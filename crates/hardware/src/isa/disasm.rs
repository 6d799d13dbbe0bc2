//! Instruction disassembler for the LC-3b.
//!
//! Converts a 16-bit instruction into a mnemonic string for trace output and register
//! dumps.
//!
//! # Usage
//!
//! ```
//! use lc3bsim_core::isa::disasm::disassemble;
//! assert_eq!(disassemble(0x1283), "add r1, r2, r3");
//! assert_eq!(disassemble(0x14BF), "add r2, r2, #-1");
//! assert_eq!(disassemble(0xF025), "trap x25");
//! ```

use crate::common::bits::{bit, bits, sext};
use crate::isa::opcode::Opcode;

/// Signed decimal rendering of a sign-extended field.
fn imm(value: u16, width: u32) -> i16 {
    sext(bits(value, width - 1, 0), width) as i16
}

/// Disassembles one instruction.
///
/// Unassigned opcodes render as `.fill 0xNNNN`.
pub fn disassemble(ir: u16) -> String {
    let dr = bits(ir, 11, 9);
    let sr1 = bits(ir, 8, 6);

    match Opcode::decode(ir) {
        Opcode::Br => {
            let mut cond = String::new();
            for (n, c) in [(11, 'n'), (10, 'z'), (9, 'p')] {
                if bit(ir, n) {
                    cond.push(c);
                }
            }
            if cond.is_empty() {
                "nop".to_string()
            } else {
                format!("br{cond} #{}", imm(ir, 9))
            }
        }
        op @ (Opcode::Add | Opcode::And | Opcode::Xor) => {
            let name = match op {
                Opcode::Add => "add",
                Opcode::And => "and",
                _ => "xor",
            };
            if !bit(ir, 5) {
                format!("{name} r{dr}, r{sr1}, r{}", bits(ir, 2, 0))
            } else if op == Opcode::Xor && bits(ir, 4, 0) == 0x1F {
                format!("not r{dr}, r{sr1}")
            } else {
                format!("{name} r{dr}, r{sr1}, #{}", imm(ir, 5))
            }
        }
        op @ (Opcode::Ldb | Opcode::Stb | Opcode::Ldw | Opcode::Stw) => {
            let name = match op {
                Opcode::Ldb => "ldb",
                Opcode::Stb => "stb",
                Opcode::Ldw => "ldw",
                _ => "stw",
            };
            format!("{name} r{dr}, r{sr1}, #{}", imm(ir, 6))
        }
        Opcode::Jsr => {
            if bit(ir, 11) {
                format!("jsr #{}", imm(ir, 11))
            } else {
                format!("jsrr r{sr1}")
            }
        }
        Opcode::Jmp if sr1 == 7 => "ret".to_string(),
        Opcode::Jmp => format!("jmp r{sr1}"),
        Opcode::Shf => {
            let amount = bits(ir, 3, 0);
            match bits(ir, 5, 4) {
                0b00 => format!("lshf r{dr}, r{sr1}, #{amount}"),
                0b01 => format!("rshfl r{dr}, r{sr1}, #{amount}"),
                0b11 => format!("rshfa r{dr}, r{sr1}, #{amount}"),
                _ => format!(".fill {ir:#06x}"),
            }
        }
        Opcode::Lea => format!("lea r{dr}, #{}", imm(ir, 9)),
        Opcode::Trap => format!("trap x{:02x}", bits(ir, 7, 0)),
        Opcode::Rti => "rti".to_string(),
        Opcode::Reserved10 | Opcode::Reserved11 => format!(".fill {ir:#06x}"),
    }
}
==
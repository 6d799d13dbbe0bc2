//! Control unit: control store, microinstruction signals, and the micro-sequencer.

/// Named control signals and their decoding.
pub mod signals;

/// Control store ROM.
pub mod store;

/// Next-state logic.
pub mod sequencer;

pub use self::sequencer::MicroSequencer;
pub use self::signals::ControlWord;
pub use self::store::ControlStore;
...
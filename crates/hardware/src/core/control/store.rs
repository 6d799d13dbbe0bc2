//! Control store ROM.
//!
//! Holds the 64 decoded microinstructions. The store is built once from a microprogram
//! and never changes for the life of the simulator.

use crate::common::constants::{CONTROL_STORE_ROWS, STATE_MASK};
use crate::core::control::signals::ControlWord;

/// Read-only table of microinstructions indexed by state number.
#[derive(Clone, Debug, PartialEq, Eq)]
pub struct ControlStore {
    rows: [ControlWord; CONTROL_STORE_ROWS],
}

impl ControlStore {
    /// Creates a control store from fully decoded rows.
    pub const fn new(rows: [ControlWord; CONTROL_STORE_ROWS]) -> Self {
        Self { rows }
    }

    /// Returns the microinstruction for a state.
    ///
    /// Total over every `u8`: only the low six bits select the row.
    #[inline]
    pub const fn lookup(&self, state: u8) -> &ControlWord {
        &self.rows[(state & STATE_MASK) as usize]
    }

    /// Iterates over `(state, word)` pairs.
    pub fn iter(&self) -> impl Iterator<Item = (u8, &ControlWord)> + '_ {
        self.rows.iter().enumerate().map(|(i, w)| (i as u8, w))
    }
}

Exercise directions: Could you find every line in the records above that has the string "crates" and copy it?

Expected output:
filename crates/hardware/src/isa/disasm.rs
filename crates/hardware/src/core/control/store.rs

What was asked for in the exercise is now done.